G.M. You have been associated with a few names in the IT field. Some have even said that you and I are the same person. What is your comment on such allegation?
D.C. Believe it or not, this question can't be answered in full. I may well be a different person when this interview is over. I could even be you, even though I recall many times when you have come to me for help, but the matter of identity is not compelling. I'm content with my fuzzy definition of a hyper space entity.
G.M. Ok. Let's move with more definite matters. What's your involvement with MySQL?
D.C. I started using it about eight years ago. I had a problem to solve quickly, and MySQL was available, easy to install, and it fit the billwonderfully. Then I found out that it was the right tool for a whole range of medium to high level problems, and I started using it instead of other more famous databases, despite the wide criticism from most Cargo Cult programmer, who claim that MySQL is not a real DBMS because it lacks this and that feature.
G.M. Whoa! Hold down. That's a mouthful. What's a Cargo Cult programmer?D.It's a funny, but very effective concept introduced by Richard Feynman in regard to science. He recalls that during the WWII in some Pacific islands the inhabitants observed American soldiers gesturing on an airstrip when military cargoes were landing, carrying every sort of goods. When the war ended and the troops left, the natives tried to recreate the conditions for the cargoes to land. A man with half coconuts on his ears wandered the airstrip, waving wooden pads, while others inspected the horizon from the height of makeshift control towers. But of course no cargo arrived as a result of their efforts. Likewise, there are many programmers who solve their problems with cut-and-paste, without having any idea of why the original code was structured in that way.
G.M. Are you telling me that all MySQL critics are Cargo Cult programmers?

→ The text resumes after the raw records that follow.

//! Role gate for the elevated-access views.
//!
//! ```text
//! Unresolved ──► Granted   (profile fetched, flag true)
//!     │
//!     └────────► Denied    (no user, fetch failed, or flag false)
//! ```
//!
//! The gate resolves once. A new visit builds a new gate. A detached gate
//! stays where it was.

use std::sync::Arc;

use serde::Deserialize;
use tokio::sync::RwLock;
use tracing::{debug, warn};

use crate::models::{SelectQuery, Table, UserIdentity};
use crate::traits::{fetch_one, DataGateway};
use crate::view_model::LoadGuard;

#[derive(Debug, Clone, PartialEq, Eq)]
pub enum DenyReason {
    SignedOut,
    NotElevated,
    /// The profile could not be read; carries the display message.
    LookupFailed(String),
}

#[derive(Debug, Clone, PartialEq, Eq, Default)]
pub enum AccessState {
    /// Still checking. Treated as denied by every consumer.
    #[default]
    Unresolved,
    Denied(DenyReason),
    Granted,
}

impl AccessState {
    pub fn is_granted(&self) -> bool {
        matches!(self, AccessState::Granted)
    }

    pub fn is_resolved(&self) -> bool {
        !matches!(self, AccessState::Unresolved)
    }
}

/// The single column the gate reads.
#[derive(Debug, Deserialize)]
struct ElevationFlag {
    #[serde(default)]
    is_special: bool,
}

pub struct AccessGate {
    gateway: Arc<dyn DataGateway>,
    state: RwLock<AccessState>,
    guard: LoadGuard,
}

impl AccessGate {
    pub fn new(gateway: Arc<dyn DataGateway>) -> Self {
        Self {
            gateway,
            state: RwLock::new(AccessState::Unresolved),
            guard: LoadGuard::new(),
        }
    }

    /// Stop applying decisions, including one whose lookup is in flight.
    pub fn detach(&self) {
        self.guard.detach();
    }

    pub fn is_detached(&self) -> bool {
        self.guard.is_detached()
    }

    pub async fn state(&self) -> AccessState {
        self.state.read().await.clone()
    }

    /// Decide access for `user`. Once resolved, later calls return the
    /// existing decision without another fetch.
    pub async fn resolve(&self, user: Option<&UserIdentity>) -> AccessState {
        {
            let current = self.state.read().await;
            if current.is_resolved() || self.guard.is_detached() {
                return current.clone();
            }
        }

        let decision = match user {
            None => AccessState::Denied(DenyReason::SignedOut),
            Some(user) => {
                let query = SelectQuery::all().columns("is_special").eq("id", &user.id);
                match fetch_one::<ElevationFlag>(self.gateway.as_ref(), Table::Profiles, query)
                    .await
                {
                    Ok(ElevationFlag { is_special: true }) => AccessState::Granted,
                    Ok(_) => AccessState::Denied(DenyReason::NotElevated),
                    Err(e) => {
                        warn!("Access check for {} failed [{}]: {}", user.id, e.error_code(), e);
                        AccessState::Denied(DenyReason::LookupFailed(e.user_message()))
                    }
                }
            }
        };

        let mut state = self.state.write().await;
        if self.guard.is_detached() {
            debug!("Access gate detached; dropping {:?}", decision);
        } else if !state.is_resolved() {
            debug!("Access gate resolved: {:?}", decision);
            *state = decision;
        }
        state.clone()
    }
}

D.C. No. But a real good share of them are. Why? It's a matter of statistics. The Internet has dozens of millions of dynamic sites. Behind each of them there is some sort of database, but that does not mean that all their users are database experts. On the contrary, most web developers in my experience, know very little about databases, and they use databases through wrappers. If you ask those people which database they are using, they may tell you it's 'Java' or some trendy CMS brand. I came across many programmers who were using Oracle through one of such wrappers and they spent much time explaining to me why Oracle was the right choice for the task straight from some marketing ad. However, I was auditing their code, to find the reason for a performance bottleneck. They wanted to show me the interaction with Java classes that handled the database. Instead, I looked at the database logs, and I found an impressive number of commits and no join clauses in their select statements. It turned out that they were not using database transactions at all, and they were emulating transactions with client code. And what's worse, their code was emulating joins as well.
G.M. This looks too ugly to be a generalized case. Surely the majority of database programmers are not like that.
D.C. I would like to share your optimism, but my personal experience tells me exactly the opposite. Most database programmers have little clue of relational theory, and thus most performance and scalability issues are just a problem of lack of basics.
G.M. Perhaps we have gone too far from the main subject of this interview. Let's try to get back on track. How did you get involved with databases?
D.C. I had my first encounter with SQL about twenty years ago. I attended an Oracle course and I started using it at my employer's. A few years later I was introduced to formal relational theory during a long course in structured analysis. Before that , I knew about relational theory as a necessary complement of SQL, not the other way around. Once I got acquainted with formal relational theory, I found out that it suited me quite well. I can design data in 3NF just out of my head. Thus, when I see a beginner struggling with a 1NF or even breaking it, I can see immediately what's wrong.
G.M. After your initial acquaintance with Oracle, have you used it a lot?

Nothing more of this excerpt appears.